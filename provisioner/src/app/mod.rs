//! Application shell

pub mod options;
pub mod run;
pub mod state;
//! HTTP control surface tests

use axum::body::Body;
use axum::http::{Request, StatusCode};
use axum::Router;
use clawctl::server::router;
use serde_json::{json, Value};
use tower::ServiceExt;

use crate::common::Harness;

fn deploy_body() -> Value {
    json!({
        "projectId": "acme-agents",
        "zone": "us-central1-a",
        "vmName": "claw",
        "machineType": "e2-small",
        "branding": { "botName": "Dyno" },
        "models": { "primary": "google/gemini-2.5-flash" },
        "plugins": ["postiz"],
        "skills": ["daily-briefing"],
        "apiKeys": { "telegram-bot-token": "123:abc" }
    })
}

async fn send(app: &Router, request: Request<Body>) -> (StatusCode, Value) {
    let response = app.clone().oneshot(request).await.unwrap();
    let status = response.status();
    let bytes = axum::body::to_bytes(response.into_body(), usize::MAX)
        .await
        .unwrap();
    let body = if bytes.is_empty() {
        Value::Null
    } else {
        serde_json::from_slice(&bytes).unwrap()
    };
    (status, body)
}

fn get(uri: &str) -> Request<Body> {
    Request::builder().uri(uri).body(Body::empty()).unwrap()
}

fn post(uri: &str, body: Value) -> Request<Body> {
    Request::builder()
        .method("POST")
        .uri(uri)
        .header("content-type", "application/json")
        .body(Body::from(body.to_string()))
        .unwrap()
}

async fn deployed(app: &Router) -> String {
    let (status, body) = send(app, post("/deploy", deploy_body())).await;
    assert_eq!(status, StatusCode::OK, "{}", body);
    body["deploymentId"].as_str().unwrap().to_string()
}

#[tokio::test]
async fn test_health() {
    let app = router(Harness::new().state);
    let (status, body) = send(&app, get("/health")).await;
    assert_eq!(status, StatusCode::OK);
    assert_eq!(body["status"], "healthy");
}

#[tokio::test]
async fn test_deploy_reports_steps() {
    let app = router(Harness::new().state);
    let (status, body) = send(&app, post("/deploy", deploy_body())).await;

    assert_eq!(status, StatusCode::OK);
    assert_eq!(body["success"], true);
    let steps = body["steps"].as_array().unwrap();
    assert_eq!(steps.len(), 11);
    assert_eq!(steps[0]["name"], "enable_apis");
    assert_eq!(steps[10]["name"], "verify_health");
    assert_eq!(body["missingSecrets"], json!(["postiz-url", "postiz-api-key"]));
}

#[tokio::test]
async fn test_deploy_unknown_plugin_is_bad_request() {
    let h = Harness::new();
    let app = router(h.state.clone());
    let mut body = deploy_body();
    body["plugins"] = json!(["nope"]);

    let (status, body) = send(&app, post("/deploy", body)).await;
    assert_eq!(status, StatusCode::BAD_REQUEST);
    assert!(body["error"].as_str().unwrap().contains("nope"));
    assert_eq!(h.cloud.call_count(), 0);
}

#[tokio::test]
async fn test_status_and_logs() {
    let app = router(Harness::new().state);
    let id = deployed(&app).await;

    let (status, body) = send(&app, get(&format!("/status?deploymentId={}", id))).await;
    assert_eq!(status, StatusCode::OK);
    assert_eq!(body["status"], "RUNNING");

    let (status, body) = send(&app, get(&format!("/status?deployment_id={}", id))).await;
    assert_eq!(status, StatusCode::OK);
    assert_eq!(body["internalIp"], "10.128.0.2");

    let (status, body) = send(&app, get(&format!("/logs?deploymentId={}", id))).await;
    assert_eq!(status, StatusCode::OK);
    assert!(body["output"].as_str().unwrap().contains("agent health: active"));
}

#[tokio::test]
async fn test_unknown_deployment_is_not_found() {
    let app = router(Harness::new().state);
    let (status, body) = send(&app, get("/status?deploymentId=missing")).await;
    assert_eq!(status, StatusCode::NOT_FOUND);
    assert!(body["error"].is_string());
}

#[tokio::test]
async fn test_vm_actions() {
    let app = router(Harness::new().state);
    let id = deployed(&app).await;

    let (status, body) = send(
        &app,
        post("/vm", json!({ "deploymentId": id, "action": "stop" })),
    )
    .await;
    assert_eq!(status, StatusCode::OK);
    assert_eq!(body, json!({ "success": true }));

    let (_, body) = send(&app, get(&format!("/status?deploymentId={}", id))).await;
    assert_eq!(body["status"], "TERMINATED");

    let (status, body) = send(
        &app,
        post("/vm", json!({ "deploymentId": id, "action": "hibernate" })),
    )
    .await;
    assert_eq!(status, StatusCode::BAD_REQUEST);
    assert!(body["error"].as_str().unwrap().contains("hibernate"), "{}", body);
}

#[tokio::test]
async fn test_malformed_body_is_json_error() {
    let app = router(Harness::new().state);
    let request = Request::builder()
        .method("POST")
        .uri("/deploy")
        .header("content-type", "application/json")
        .body(Body::from("{\"projectId\": "))
        .unwrap();

    let (status, body) = send(&app, request).await;
    assert_eq!(status, StatusCode::BAD_REQUEST);
    assert!(body["error"].is_string());
}

#[tokio::test]
async fn test_missing_deployment_id_is_json_error() {
    let app = router(Harness::new().state);
    let (status, body) = send(&app, get("/status")).await;
    assert_eq!(status, StatusCode::BAD_REQUEST);
    assert!(body["error"].as_str().unwrap().contains("deployment"), "{}", body);
}

#[tokio::test]
async fn test_update_and_list() {
    let app = router(Harness::new().state);
    let id = deployed(&app).await;

    let (status, _) = send(
        &app,
        post(
            "/update",
            json!({ "deploymentId": id, "branding": { "botName": "Dyno Two" } }),
        ),
    )
    .await;
    assert_eq!(status, StatusCode::OK);

    let (status, body) = send(&app, get("/deployments")).await;
    assert_eq!(status, StatusCode::OK);
    let list = body.as_array().unwrap();
    assert_eq!(list.len(), 1);
    assert_eq!(list[0]["id"], id.as_str());
    assert_eq!(list[0]["status"], "running");
}

#[tokio::test]
async fn test_secrets_and_missing_config() {
    let app = router(Harness::new().state);
    let id = deployed(&app).await;

    let (status, body) = send(&app, get(&format!("/deployments/{}/missing-config", id))).await;
    assert_eq!(status, StatusCode::OK);
    assert_eq!(body["missing"].as_array().unwrap().len(), 2);

    let (status, _) = send(
        &app,
        post(
            "/secrets",
            json!({ "deploymentId": id, "secretName": "postiz-api-key", "value": "k" }),
        ),
    )
    .await;
    assert_eq!(status, StatusCode::OK);

    let (_, body) = send(&app, get(&format!("/deployments/{}/missing-config", id))).await;
    assert_eq!(
        body["missing"],
        json!([{ "pluginId": "postiz", "secretName": "postiz-url" }])
    );

    let (status, _) = send(
        &app,
        post(
            "/secrets",
            json!({ "deploymentId": id, "secretName": "bogus", "value": "k" }),
        ),
    )
    .await;
    assert_eq!(status, StatusCode::BAD_REQUEST);
}

#[tokio::test]
async fn test_delete_with_warning() {
    let h = Harness::new();
    let app = router(h.state.clone());
    let id = deployed(&app).await;
    h.cloud.fail_next(
        "delete_router",
        clawctl::cloud::CloudError::Api {
            status: 403,
            message: "denied".into(),
        },
    );

    let (status, body) = send(&app, post("/delete", json!({ "deploymentId": id }))).await;
    assert_eq!(status, StatusCode::OK);
    assert_eq!(body["success"], true);
    let warnings = body["warnings"].as_array().unwrap();
    assert_eq!(warnings.len(), 1);
    assert!(warnings[0].as_str().unwrap().starts_with("router: "));
}
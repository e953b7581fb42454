//! IAM, Resource Manager and Service Usage models

use serde::{Deserialize, Serialize};

/// Body of `serviceAccounts.create`
#[derive(Debug, Clone, Serialize, Deserialize)]
#[serde(rename_all = "camelCase")]
pub struct CreateServiceAccountRequest {
    pub account_id: String,
    pub service_account: ServiceAccountFields,
}

#[derive(Debug, Clone, Serialize, Deserialize)]
#[serde(rename_all = "camelCase")]
pub struct ServiceAccountFields {
    pub display_name: String,
}

#[derive(Debug, Clone, Default, Serialize, Deserialize)]
pub struct ServiceAccount {
    #[serde(default)]
    pub email: String,
}

/// Project IAM policy; unknown fields are preserved for `setIamPolicy`
#[derive(Debug, Clone, Default, Serialize, Deserialize)]
pub struct Policy {
    #[serde(default)]
    pub bindings: Vec<Binding>,
    #[serde(default, skip_serializing_if = "Option::is_none")]
    pub etag: Option<String>,
    #[serde(flatten)]
    pub extra: serde_json::Map<String, serde_json::Value>,
}

impl Policy {
    /// Add `member` to `role`; returns false when the binding already existed
    pub fn grant(&mut self, role: &str, member: &str) -> bool {
        match self.bindings.iter_mut().find(|b| b.role == role) {
            Some(binding) if binding.members.iter().any(|m| m == member) => false,
            Some(binding) => {
                binding.members.push(member.to_string());
                true
            }
            None => {
                self.bindings.push(Binding {
                    role: role.to_string(),
                    members: vec![member.to_string()],
                });
                true
            }
        }
    }
}

#[derive(Debug, Clone, Default, Serialize, Deserialize)]
pub struct Binding {
    pub role: String,
    #[serde(default)]
    pub members: Vec<String>,
}

#[derive(Debug, Clone, Serialize, Deserialize)]
pub struct SetIamPolicyRequest {
    pub policy: Policy,
}

/// Resource Manager project
#[derive(Debug, Clone, Default, Serialize, Deserialize)]
#[serde(rename_all = "camelCase")]
pub struct Project {
    #[serde(default)]
    pub project_number: Option<String>,
}

#[cfg(test)]
mod tests {
    use super::*;

    #[test]
    fn test_grant_is_idempotent() {
        let mut policy = Policy::default();
        assert!(policy.grant("roles/viewer", "serviceAccount:a@p.iam"));
        assert!(!policy.grant("roles/viewer", "serviceAccount:a@p.iam"));
        assert!(policy.grant("roles/viewer", "serviceAccount:b@p.iam"));
        assert_eq!(policy.bindings.len(), 1);
        assert_eq!(policy.bindings[0].members.len(), 2);
    }

    #[test]
    fn test_policy_keeps_version_field() {
        let policy: Policy =
            serde_json::from_str(r#"{"version":3,"etag":"BwX","bindings":[]}"#).unwrap();
        let value = serde_json::to_value(&policy).unwrap();
        assert_eq!(value["version"], 3);
        assert_eq!(value["etag"], "BwX");
    }
}
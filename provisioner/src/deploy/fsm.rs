//! Finite state machine for deployment record status

use crate::cloud::InstanceStatus;
use crate::errors::ClawError;
use crate::models::{DeploymentRecord, DeploymentStatus};
use crate::store::RecordPatch;

/// Something that happened to a deployment
#[derive(Debug, Clone, PartialEq, Eq)]
pub enum StatusEvent {
    /// A provisioning run took ownership of the record
    ProvisionStarted,

    /// Every provisioning step succeeded
    ProvisionSucceeded,

    /// A provisioning step failed with a non-transport error
    ProvisionFailed(String),

    /// The provider confirmed a start
    Started,

    /// The provider confirmed a stop
    Stopped,

    /// The provider confirmed a reset
    Reset,

    /// A new boot payload was pushed and the VM rebooted
    Updated,

    /// A live status read
    Observed(InstanceStatus),

    /// Torn down
    Deleted,
}

/// Record status FSM
#[derive(Debug, Clone)]
pub struct StatusFsm {
    status: DeploymentStatus,
    error: Option<String>,
}

impl StatusFsm {
    pub fn new(status: DeploymentStatus) -> Self {
        Self {
            status,
            error: None,
        }
    }

    pub fn from_record(record: &DeploymentRecord) -> Self {
        Self {
            status: record.status,
            error: record.error.clone(),
        }
    }

    pub fn status(&self) -> DeploymentStatus {
        self.status
    }

    pub fn error(&self) -> Option<&str> {
        self.error.as_deref()
    }

    /// Process an event and transition state
    pub fn process(&mut self, event: StatusEvent) -> Result<(), ClawError> {
        use DeploymentStatus::*;

        let (status, error) = match (self.status, &event) {
            // Deleted is terminal
            (Deleted, StatusEvent::Deleted) => (Deleted, self.error.clone()),
            (Deleted, event) => {
                return Err(ClawError::ValidationError(format!(
                    "deployment is deleted, cannot apply {:?}",
                    event
                )));
            }
            (_, StatusEvent::Deleted) => (Deleted, None),

            (_, StatusEvent::ProvisionStarted) => (Provisioning, None),
            (Provisioning, StatusEvent::ProvisionSucceeded) => (Running, None),
            (_, StatusEvent::ProvisionFailed(err)) => (Error, Some(err.clone())),

            (_, StatusEvent::Started) | (_, StatusEvent::Reset) => (Running, None),
            (_, StatusEvent::Stopped) => (Stopped, None),

            (Running | Stopped | Error, StatusEvent::Updated) => (Running, None),

            // Only settled states follow the provider; provisioning and error
            // belong to the pipeline
            (Running | Stopped, StatusEvent::Observed(observed)) => {
                match DeploymentStatus::from_observed(observed) {
                    Some(status) => (status, None),
                    None => (self.status, self.error.clone()),
                }
            }
            (_, StatusEvent::Observed(_)) => (self.status, self.error.clone()),

            (state, event) => {
                return Err(ClawError::ValidationError(format!(
                    "invalid transition: {} -> {:?}",
                    state, event
                )));
            }
        };

        self.status = status;
        self.error = error;
        Ok(())
    }

    /// Store patch that persists the current state
    pub fn patch(&self) -> RecordPatch {
        RecordPatch {
            status: Some(self.status),
            error: Some(self.error.clone()),
            ..Default::default()
        }
    }
}
//! clawctl - Entry Point
//!
//! Provisioning and lifecycle orchestrator for single-VM agent deployments
//! on Google Cloud. Serves the HTTP control surface by default.

use std::collections::HashMap;
use std::env;
use std::sync::Arc;

use anyhow::Context;
use clawctl::app::options::AppOptions;
use clawctl::app::run::run;
use clawctl::app::state::AppState;
use clawctl::cloud::MemoryCloud;
use clawctl::deploy::PipelineSettings;
use clawctl::filesys::file::File;
use clawctl::logs::{init_logging, LogLevel, LogOptions};
use clawctl::models::DeploymentRequest;
use clawctl::storage::layout::StorageLayout;
use clawctl::storage::settings::Settings;
use clawctl::store::MemoryStore;
use clawctl::utils::version_info;
use control_api::{DeployBody, DeployResponse};

use tracing::{error, info};

#[tokio::main]
async fn main() {
    // Parse command line arguments
    let args: Vec<String> = env::args().collect();
    let mut cli_args: HashMap<String, String> = HashMap::new();

    for arg in args.iter().skip(1) {
        if let Some((key, value)) = arg.split_once('=') {
            // Handle --key=value format
            let clean_key = key.trim_start_matches('-');
            cli_args.insert(clean_key.to_string(), value.to_string());
        } else if arg.starts_with("--") {
            // Handle standalone flags like --version
            let clean_key = arg.trim_start_matches('-');
            cli_args.insert(clean_key.to_string(), "true".to_string());
        }
    }

    if let Err(e) = dispatch(cli_args).await {
        eprintln!("clawctl: {e:#}");
        std::process::exit(1);
    }
}

async fn dispatch(cli_args: HashMap<String, String>) -> anyhow::Result<()> {
    // Print version and exit
    if cli_args.contains_key("version") {
        println!("{}", serde_json::to_string_pretty(&version_info())?);
        return Ok(());
    }

    // Render a boot payload without touching the cloud
    if let Some(path) = cli_args.get("render") {
        let request = read_request(path).await?;
        let state = offline_state();
        let payload = state.pipeline.preflight(&request)?;
        println!("{}", payload.script);
        return Ok(());
    }

    let layout = match cli_args.get("home") {
        Some(dir) => StorageLayout::new(dir),
        None => StorageLayout::default(),
    };

    // Retrieve the settings file, falling back to defaults when absent
    let settings_file = match cli_args.get("settings") {
        Some(path) => File::new(path),
        None => layout.settings_file(),
    };
    let mut settings = if settings_file.exists().await {
        settings_file
            .read_json::<Settings>()
            .await
            .with_context(|| format!("reading {}", settings_file.path().display()))?
    } else {
        Settings::default()
    };
    if let Some(level) = cli_args.get("log-level") {
        settings.log_level = level.parse::<LogLevel>().map_err(anyhow::Error::msg)?;
    }
    if let Some(port) = cli_args.get("port") {
        settings.server.port = port.parse().context("--port")?;
    }
    settings.validate()?;

    // Initialize logging; the guard flushes the log file on exit
    let log_options = LogOptions {
        log_level: settings.log_level.clone(),
        json_format: settings.log_json,
        log_dir: settings.log_to_file.then(|| layout.logs_dir()),
        ..Default::default()
    };
    let _log_guard = match init_logging(log_options) {
        Ok(guard) => guard,
        Err(e) => {
            println!("Failed to initialize logging: {e}");
            None
        }
    };

    // Run the whole pipeline against the in-memory cloud
    if let Some(path) = cli_args.get("dry-run") {
        let request = read_request(path).await?;
        let state = offline_state();
        let payload = state.pipeline.preflight(&request)?;
        let report = state.pipeline.deploy(&request).await?;
        let response = DeployResponse::from(report);
        println!("{}", serde_json::to_string_pretty(&response)?);
        println!("{}", payload.script);
        return Ok(());
    }

    let options = AppOptions::from_settings(&settings, layout);
    info!("Running clawctl with options: {:?}", options);
    if let Err(e) = run(options, await_shutdown_signal()).await {
        error!("Failed to run clawctl: {e}");
        return Err(e.into());
    }
    Ok(())
}

async fn read_request(path: &str) -> anyhow::Result<DeploymentRequest> {
    let body = File::new(path)
        .read_json::<DeployBody>()
        .await
        .with_context(|| format!("reading deploy request {path}"))?;
    Ok(DeploymentRequest::from(body))
}

fn offline_state() -> AppState {
    AppState::new(
        Arc::new(MemoryCloud::new()),
        Arc::new(MemoryStore::new()),
        PipelineSettings::immediate(),
    )
}

async fn await_shutdown_signal() {
    #[cfg(unix)]
    {
        use tokio::signal::unix::{signal, SignalKind};
        let (mut sigterm, mut sigint) =
            match (signal(SignalKind::terminate()), signal(SignalKind::interrupt())) {
                (Ok(term), Ok(int)) => (term, int),
                _ => {
                    error!("Unable to install signal handlers, waiting for Ctrl+C");
                    let _ = tokio::signal::ctrl_c().await;
                    return;
                }
            };

        tokio::select! {
            _ = sigterm.recv() => {
                info!("SIGTERM received, shutting down...");
            }
            _ = sigint.recv() => {
                info!("SIGINT received, shutting down...");
            }
            _ = tokio::signal::ctrl_c() => {
                info!("Ctrl+C received, shutting down...");
            }
        }
    }

    #[cfg(not(unix))]
    {
        if let Err(e) = tokio::signal::ctrl_c().await {
            error!("Failed to listen for Ctrl+C: {e}");
        }
        info!("Ctrl+C received, shutting down...");
    }
}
* * * * *
## INSTRUCTIONS FOR THE TASK
Copy each line from the data that features the string "ProvisionStarted".

## ANSWER FOR THIS EXERCISE
    ProvisionStarted,
            (_, StatusEvent::ProvisionStarted) => (Provisioning, None),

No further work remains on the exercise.